To do — When the string "quadrants" is part of a line in the data below, report the whole line.

(Saved data entries)
..........

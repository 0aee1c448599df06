//! Pixel-space primitives shared by every generator.
//!
//! Generators work in two spaces: domain coordinates (axis values supplied by
//! the caller) and pixels. Everything in this module is pixels.

use std::fmt;

use crate::errors::{WidgetError, WidgetResult};

/// Error type for invalid numeric values
#[derive(Debug, Clone, Copy, PartialEq)]
pub enum NumericError {
    /// Value is NaN
    NaN,
    /// Value is infinite
    Infinite,
}

impl fmt::Display for NumericError {
    fn fmt(&self, f: &mut fmt::Formatter<'_>) -> fmt::Result {
        match self {
            NumericError::NaN => write!(f, "value is NaN"),
            NumericError::Infinite => write!(f, "value is infinite"),
        }
    }
}

impl std::error::Error for NumericError {}

/// Reject NaN/infinite values before they reach the output.
#[inline]
pub fn check_finite(value: f64) -> Result<f64, NumericError> {
    if value.is_nan() {
        Err(NumericError::NaN)
    } else if value.is_infinite() {
        Err(NumericError::Infinite)
    } else {
        Ok(value)
    }
}

/// Fixed padding around a plot area
#[derive(Debug, Clone, Copy, PartialEq)]
pub struct Padding {
    pub top: f64,
    pub right: f64,
    pub bottom: f64,
    pub left: f64,
}

impl Padding {
    pub const fn new(top: f64, right: f64, bottom: f64, left: f64) -> Self {
        Self {
            top,
            right,
            bottom,
            left,
        }
    }
}

/// Pixel rectangle reserved for plottable content
#[derive(Debug, Clone, Copy, PartialEq)]
pub struct Frame {
    pub left: f64,
    pub top: f64,
    pub width: f64,
    pub height: f64,
}

impl Frame {
    /// Frame inside a `width` x `height` canvas after padding and a reserved
    /// band of `title_band` pixels above the top padding.
    pub fn inset(
        context: &str,
        width: f64,
        height: f64,
        padding: Padding,
        title_band: f64,
    ) -> WidgetResult<Frame> {
        let frame = Frame {
            left: padding.left,
            top: title_band + padding.top,
            width: width - padding.left - padding.right,
            height: height - title_band - padding.top - padding.bottom,
        };
        crate::log::debug!(
            context,
            left = frame.left,
            top = frame.top,
            width = frame.width,
            height = frame.height,
            "frame"
        );
        if !(frame.width > 0.0 && frame.height > 0.0) {
            return Err(WidgetError::invalid_dimensions(
                context,
                format!(
                    "canvas {width}x{height} leaves no room for a plot area (frame {}x{})",
                    frame.width, frame.height
                ),
            ));
        }
        Ok(frame)
    }

    pub fn right(&self) -> f64 {
        self.left + self.width
    }

    pub fn bottom(&self) -> f64 {
        self.top + self.height
    }

    pub fn center_x(&self) -> f64 {
        self.left + self.width / 2.0
    }

    pub fn center_y(&self) -> f64 {
        self.top + self.height / 2.0
    }
}
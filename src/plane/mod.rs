//! Coordinate plane base shared by every axis-based widget
//!
//! - `scale`: affine domain-to-pixel mapping
//! - `ticks`: tick generation and label formats
//! - `axis`: axis specs, grid lines, axis drawing
//! - `primitives`: points, distances, polygons, polylines

pub mod axis;
pub mod primitives;
pub mod scale;
pub mod ticks;

pub use axis::{AxisSpec, AxisView, TickSpacing};
pub use primitives::{LineStyle, PointStyle};
pub use scale::LinearScale;
pub use ticks::TickFormat;

use glam::{DVec2, dvec2};

use crate::errors::WidgetResult;
use crate::render::{Canvas, Layer, TextStyle, theme};
use crate::types::Frame;

/// Where the two axis lines are drawn
#[derive(Debug, Clone, Copy, PartialEq, Eq)]
pub enum Crossing {
    /// Along the bottom and left edges of the frame
    Edges,
    /// Through the origin when zero is in range, else along the edges
    Origin,
}

/// Two axes over one frame
#[derive(Debug, Clone)]
pub struct Plane<'a> {
    pub frame: Frame,
    pub x: AxisView<'a>,
    pub y: AxisView<'a>,
    crossing: Crossing,
}

impl<'a> Plane<'a> {
    pub fn new(
        context: &str,
        frame: Frame,
        x_axis: &'a AxisSpec,
        y_axis: &'a AxisSpec,
        crossing: Crossing,
    ) -> WidgetResult<Self> {
        let x = AxisView::horizontal(&format!("{context} xAxis"), x_axis, &frame)?;
        let y = AxisView::vertical(&format!("{context} yAxis"), y_axis, &frame)?;
        Ok(Self {
            frame,
            x,
            y,
            crossing,
        })
    }

    /// Pixel position of a domain point
    pub fn to_px(&self, x: f64, y: f64) -> DVec2 {
        dvec2(self.x.map(x), self.y.map(y))
    }

    /// Pixel position of a domain point that must lie inside both ranges.
    pub fn require_px(&self, context: &str, x: f64, y: f64) -> WidgetResult<DVec2> {
        self.x.scale.require(&format!("{context} x"), x)?;
        self.y.scale.require(&format!("{context} y"), y)?;
        Ok(self.to_px(x, y))
    }

    fn origin_in_range(&self) -> bool {
        self.x.scale.contains(0.0) && self.y.scale.contains(0.0)
    }

    /// Grid lines for both axes, behind everything else.
    pub fn draw_grid(&self, canvas: &mut Canvas) {
        self.x.draw_grid(canvas, &self.frame);
        self.y.draw_grid(canvas, &self.frame);
    }

    pub fn draw_axes(&self, canvas: &mut Canvas) {
        let (x_at, y_at) = match self.crossing {
            Crossing::Origin => {
                let y0 = if self.y.scale.contains(0.0) {
                    self.y.map(0.0)
                } else {
                    self.frame.bottom()
                };
                let x0 = if self.x.scale.contains(0.0) {
                    self.x.map(0.0)
                } else {
                    self.frame.left
                };
                (y0, x0)
            }
            Crossing::Edges => (self.frame.bottom(), self.frame.left),
        };
        self.x.draw(canvas, &self.frame, x_at);
        self.y.draw(canvas, &self.frame, y_at);
    }

    /// Roman numerals I-IV at the centre of each quadrant. Drawn only when
    /// the origin lies inside both axis ranges.
    pub fn draw_quadrant_labels(&self, canvas: &mut Canvas) {
        if !self.origin_in_range() {
            return;
        }
        let o = self.to_px(0.0, 0.0);
        let f = &self.frame;
        let mid = |a: f64, b: f64| (a + b) / 2.0;
        let style = TextStyle::label()
            .size(theme::LABEL_FONT_SIZE)
            .fill(theme::GRID_COLOR);
        let quadrants = [
            ("I", mid(o.x, f.right()), mid(f.top, o.y)),
            ("II", mid(f.left, o.x), mid(f.top, o.y)),
            ("III", mid(f.left, o.x), mid(o.y, f.bottom())),
            ("IV", mid(o.x, f.right()), mid(o.y, f.bottom())),
        ];
        for (label, x, y) in quadrants {
            canvas.text(Layer::Labels, (x, y), label, &style);
        }
    }
}

#[cfg(test)]
mod tests {
    use super::*;
    use serde_json::json;

    fn axis(min: f64, max: f64) -> AxisSpec {
        serde_json::from_value(json!({
            "label": "",
            "min": min,
            "max": max,
            "ticks": 1,
            "showGridLines": false,
            "tickFormat": "hidden"
        }))
        .unwrap()
    }

    fn frame() -> Frame {
        Frame {
            left: 0.0,
            top: 0.0,
            width: 100.0,
            height: 100.0,
        }
    }

    #[test]
    fn quadrant_labels_need_origin_in_range() {
        let (x, y) = (axis(-5.0, 5.0), axis(1.0, 5.0));
        let plane = Plane::new("t", frame(), &x, &y, Crossing::Origin).unwrap();
        let mut canvas = Canvas::new("t", 100.0, 100.0);
        plane.draw_quadrant_labels(&mut canvas);
        assert!(canvas.is_empty());

        let y = axis(0.0, 5.0);
        let plane = Plane::new("t", frame(), &x, &y, Crossing::Origin).unwrap();
        plane.draw_quadrant_labels(&mut canvas);
        assert_eq!(canvas.len(), 4);
    }

    #[test]
    fn out_of_range_points_are_rejected() {
        let (x, y) = (axis(-5.0, 5.0), axis(-5.0, 5.0));
        let plane = Plane::new("t", frame(), &x, &y, Crossing::Origin).unwrap();
        assert_eq!(plane.require_px("p", 0.0, 0.0).unwrap(), dvec2(50.0, 50.0));
        assert_eq!(
            plane.require_px("p", 6.0, 0.0).unwrap_err().kind(),
            "ErrInvalidRange"
        );
    }

    #[test]
    fn degenerate_axis_fails_construction() {
        let (x, y) = (axis(2.0, 2.0), axis(0.0, 1.0));
        let err = Plane::new("t", frame(), &x, &y, Crossing::Edges).unwrap_err();
        assert_eq!(err.kind(), "ErrInvalidRange");
    }
}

..........

Solution for this exercise —
        let quadrants = [
        for (label, x, y) in quadrants {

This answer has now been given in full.